Zhu thinks that promiscuous, highly interconnected protein networks might also promote the ability of organisms to acquire useful new capacities through evolution. “A system that has higher connectivity tends to evolve new functions more easily,” she said, because it can better tolerate deleterious mutations in its component parts.
Conversely, if all the interactions between the molecular components are very finely tuned, “it’s very hard to do something new,” said Ard Louis, a physicist who works on problems of biological complexity at the University of Oxford. Any change in those components, even one that seems advantageous, is likely to disrupt some existing, possibly vital function.
Promiscuous binding that allows one protein to substitute for another might therefore enable the network to acquire new functions without losing the old ones.

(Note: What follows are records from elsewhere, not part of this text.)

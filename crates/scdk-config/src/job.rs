use anyhow::{anyhow, bail, Result};
use serde::{Deserialize, Serialize};
use serde_json::Value;

/// Which attribute comparator the engine should use.
#[derive(Debug, Clone, Copy, PartialEq, Eq, Serialize, Deserialize)]
pub enum ComparatorKind {
    Normalized,
    Strict,
}

impl ComparatorKind {
    pub fn as_str(&self) -> &'static str {
        match self {
            ComparatorKind::Normalized => "normalized",
            ComparatorKind::Strict => "strict",
        }
    }

    pub fn parse(s: &str) -> Result<Self> {
        match s.trim().to_ascii_lowercase().as_str() {
            "normalized" | "normalised" => Ok(ComparatorKind::Normalized),
            "strict" => Ok(ComparatorKind::Strict),
            other => Err(anyhow!(
                "invalid /historize/comparator '{}'. expected one of: normalized | strict",
                other
            )),
        }
    }
}

/// Whole-operation retry around read -> reconcile -> write.
#[derive(Debug, Clone, Copy, PartialEq, Eq, Serialize, Deserialize)]
pub struct RetrySettings {
    /// Total attempts including the first. 1 = no retry.
    pub max_attempts: u32,
    pub backoff_ms: u64,
}

impl Default for RetrySettings {
    fn default() -> Self {
        Self {
            max_attempts: 1,
            backoff_ms: 0,
        }
    }
}

/// Typed job settings.
///
/// ```yaml
/// warehouse:
///   project_id: "acme-analytics"
///   dataset: "./warehouse/crm"
/// tables:
///   source: "partners"
///   destination: "partners_history"
/// historize:
///   id_column: "PartnerID"
///   comparator: "normalized"   # optional
///   retry:                     # optional
///     max_attempts: 3
///     backoff_ms: 500
/// ```
#[derive(Debug, Clone, PartialEq, Eq, Serialize, Deserialize)]
pub struct JobConfig {
    /// Attribution only; the file store does not use it.
    pub project_id: Option<String>,
    /// Dataset locator (a directory for the CSV store).
    pub dataset: String,
    pub source_table: String,
    pub destination_table: String,
    pub id_column: String,
    pub comparator: ComparatorKind,
    pub retry: RetrySettings,
}

impl JobConfig {
    pub fn from_config_json(v: &Value) -> Result<Self> {
        let project_id = optional_str(v, "/warehouse/project_id")?;
        let dataset = required_str(v, "/warehouse/dataset")?;
        let source_table = required_str(v, "/tables/source")?;
        let destination_table = required_str(v, "/tables/destination")?;
        let id_column = required_str(v, "/historize/id_column")?;

        validate_table_name("/tables/source", &source_table)?;
        validate_table_name("/tables/destination", &destination_table)?;
        if source_table == destination_table {
            bail!(
                "CONFIG_INVALID: /tables/source and /tables/destination must differ (both '{}')",
                source_table
            );
        }

        let comparator = match optional_str(v, "/historize/comparator")? {
            Some(s) => ComparatorKind::parse(&s)?,
            None => ComparatorKind::Normalized,
        };

        let defaults = RetrySettings::default();
        let max_attempts = optional_u64(v, "/historize/retry/max_attempts")?
            .map(|n| u32::try_from(n).map_err(|_| anyhow!("CONFIG_INVALID: /historize/retry/max_attempts too large")))
            .transpose()?
            .unwrap_or(defaults.max_attempts);
        if max_attempts == 0 {
            bail!("CONFIG_INVALID: /historize/retry/max_attempts must be >= 1");
        }
        let backoff_ms = optional_u64(v, "/historize/retry/backoff_ms")?.unwrap_or(defaults.backoff_ms);

        Ok(Self {
            project_id,
            dataset,
            source_table,
            destination_table,
            id_column,
            comparator,
            retry: RetrySettings {
                max_attempts,
                backoff_ms,
            },
        })
    }
}

fn required_str(v: &Value, ptr: &str) -> Result<String> {
    optional_str(v, ptr)?.ok_or_else(|| anyhow!("CONFIG_MISSING: {} is required", ptr))
}

fn optional_str(v: &Value, ptr: &str) -> Result<Option<String>> {
    match v.pointer(ptr) {
        None | Some(Value::Null) => Ok(None),
        Some(Value::String(s)) if s.trim().is_empty() => bail!("CONFIG_INVALID: {} must not be empty", ptr),
        Some(Value::String(s)) => Ok(Some(s.trim().to_string())),
        Some(other) => bail!("CONFIG_INVALID: {} must be a string, got {}", ptr, other),
    }
}

fn optional_u64(v: &Value, ptr: &str) -> Result<Option<u64>> {
    match v.pointer(ptr) {
        None | Some(Value::Null) => Ok(None),
        Some(n) => n
            .as_u64()
            .map(Some)
            .ok_or_else(|| anyhow!("CONFIG_INVALID: {} must be a non-negative integer, got {}", ptr, n)),
    }
}

/// Table names become file names, so keep them to a safe alphabet.
fn validate_table_name(ptr: &str, name: &str) -> Result<()> {
    let ok_chars = name
        .chars()
        .all(|c| c.is_ascii_alphanumeric() || matches!(c, '_' | '-' | '.'));
    if !ok_chars || name.starts_with('.') {
        bail!(
            "CONFIG_INVALID: {} '{}' may only contain [A-Za-z0-9_.-] and must not start with '.'",
            ptr,
            name
        );
    }
    Ok(())
}
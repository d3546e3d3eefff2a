//! scdk-store
//!
//! Storage boundary for historization jobs. The reconcile engine never touches
//! storage; callers read a snapshot and the existing history through the
//! traits here, reconcile in memory, and hand the complete replacement table
//! back to a [`HistoryWriter`].
//!
//! Implementations:
//! - [`CsvDataset`]: one CSV file per table in a dataset directory, replaced
//!   atomically (temp file + rename) with an optimistic fingerprint check.
//! - [`MemoryStore`]: in-process tables for tests and dry runs.

mod csv_format;
mod file_store;
mod memory;

pub use csv_format::{
    decode_history, decode_snapshot, encode_history, DATE_FORMAT, META_COLUMNS, NO, YES,
    COL_DATE_FROM, COL_DATE_TO, COL_IS_VALID, COL_TECHNICAL_KEY,
};
pub use file_store::{CsvDataset, CsvHistoryTable, CsvSnapshotTable};
pub use memory::MemoryStore;

use scdk_reconcile::{EntityRow, HistorizedRow};

/// Current contents of the source table.
#[derive(Clone, Debug, Default, PartialEq)]
pub struct SnapshotTable {
    /// Attribute columns in source order.
    pub columns: Vec<String>,
    pub rows: Vec<EntityRow>,
}

/// Contents of the historized table.
#[derive(Clone, Debug, Default, PartialEq)]
pub struct HistoryTable {
    /// Attribute columns in stored order (versioning columns excluded).
    pub attribute_columns: Vec<String>,
    pub rows: Vec<HistorizedRow>,
}

/// Opaque marker of the history table state that was read.
///
/// `None` means the table did not exist. A writer compares this with the
/// table's state at write time and refuses to replace a table that moved.
#[derive(Clone, Debug, Default, PartialEq, Eq)]
pub struct HistoryVersion(pub Option<String>);

impl HistoryVersion {
    pub fn absent() -> Self {
        Self(None)
    }

    pub fn as_deref(&self) -> Option<&str> {
        self.0.as_deref()
    }
}

/// What a [`HistoryReader`] returns.
#[derive(Clone, Debug, PartialEq)]
pub struct LoadedHistory {
    /// `None` when the destination table does not exist yet (first run).
    pub table: Option<HistoryTable>,
    pub version: HistoryVersion,
}

pub trait SnapshotReader {
    fn read_snapshot(&self) -> Result<SnapshotTable, StoreError>;
}

pub trait HistoryReader {
    fn read_history(&self) -> Result<LoadedHistory, StoreError>;
}

pub trait HistoryWriter {
    /// Replace the whole table with `table`, provided it is still at `expected`.
    fn replace_history(&self, table: &HistoryTable, expected: &HistoryVersion) -> Result<(), StoreError>;
}

/// All errors that can occur at the storage boundary.
#[derive(Debug, Clone, PartialEq, Eq)]
pub enum StoreError {
    /// Filesystem failure.
    Io { path: String, message: String },
    /// Malformed CSV (ragged rows, bad UTF-8, ...).
    Csv { path: String, message: String },
    /// A required column is missing from the header, or a row lacks an attribute.
    MissingColumn { path: String, column: String },
    /// A header lists the same column twice.
    DuplicateColumn { path: String, column: String },
    /// A snapshot column collides with a versioning column name.
    ReservedColumn { path: String, column: String },
    /// A versioning field could not be parsed.
    ParseField {
        path: String,
        row: usize,
        column: String,
        raw: String,
    },
    /// The table changed between read and write.
    ConcurrentModification {
        path: String,
        expected: Option<String>,
        found: Option<String>,
    },
}

impl StoreError {
    /// `true` for failures a whole-operation retry may clear.
    pub fn is_transient(&self) -> bool {
        matches!(
            self,
            StoreError::Io { .. } | StoreError::ConcurrentModification { .. }
        )
    }
}

impl std::fmt::Display for StoreError {
    fn fmt(&self, f: &mut std::fmt::Formatter<'_>) -> std::fmt::Result {
        match self {
            StoreError::Io { path, message } => write!(f, "io error on '{path}': {message}"),
            StoreError::Csv { path, message } => write!(f, "csv error in '{path}': {message}"),
            StoreError::MissingColumn { path, column } => {
                write!(f, "'{path}' is missing required column '{column}'")
            }
            StoreError::DuplicateColumn { path, column } => {
                write!(f, "'{path}' lists column '{column}' more than once")
            }
            StoreError::ReservedColumn { path, column } => {
                write!(f, "'{path}' uses reserved versioning column name '{column}'")
            }
            StoreError::ParseField {
                path,
                row,
                column,
                raw,
            } => write!(
                f,
                "'{path}' row {row}: cannot parse column '{column}' from value '{raw}'"
            ),
            StoreError::ConcurrentModification {
                path,
                expected,
                found,
            } => write!(
                f,
                "'{path}' changed since it was read (expected {}, found {}); refusing to replace",
                expected.as_deref().unwrap_or("<absent>"),
                found.as_deref().unwrap_or("<absent>")
            ),
        }
    }
}

impl std::error::Error for StoreError {}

Wagner, working with Joshua Payne at the Swiss Federal Institute of Technology Zurich, has found support for this idea: They have shown that the promiscuous binding of transcription factors can promote both robustness to mutations and the ability to evolve new functions.
So it could be that a combinatorial system of ligand binding both creates more options for cells and gives organisms more evolvability and robustness against noise. Evolution may have organized much of the cell’s biochemistry to be far less sensitive to the details than researchers thought.
“I think noisy, evolved biological systems are full of details, but a lot of them are irrelevant,” Klumpe said. “Moreover, it may not be a specific detail that matters, but rather the conservation of some higher-level function” — such as the requirement that transcription factors bind with some level of strength to turn on gene expression.
Circuitry Is Too Simple
This kind of “sloppiness” in biomolecular networks may have important consequences for drug development. “One of the challenges in ordinary medicine is that drugs can be very specific for a target protein, but that target protein may be nonspecific in terms of the cell types in which it is expressed,” Elowitz said. You might be able to hit a protein target very accurately but still not know what effect that will have in different tissues — if any. The work of Elowitz’s team suggests that drugs may need to be more than single-molecule “magic bullets”: They might have to hit different combinations of tissue-specific targets to induce the desired response.
Whatever the reason for its combinatorial principles, the BMP signaling system shows that cells are not like the machines we humans make. “And it might be that that’s true for many biological systems,” Linton said. “If you make simple analogies to electronics, you’re going to come up short.”
This makes it challenging not just to talk about biological systems but to understand and engineer them. Electronic analogies might be appropriate for relatively simple systems such as the bacteria that Elowitz and Leibler worked on 20 years ago, but when living organisms get more complicated — and in particular when they become multicellular, with genetically identical cells that work together in diverse, specialized states — different rules may apply.
The operating principle exemplified by the BMP system might be “something that emerged in nature as a way to give rise to multicellularity and more complex tissues,” Linton said. It’s even possible, he suggests, that “this was the innovation that allowed organisms such as us to emerge.”
Perhaps, then, the most useful analogies for how cells work are themselves biological, such as olfaction or cognition. Maybe the only way to truly understand life is with reference to itself.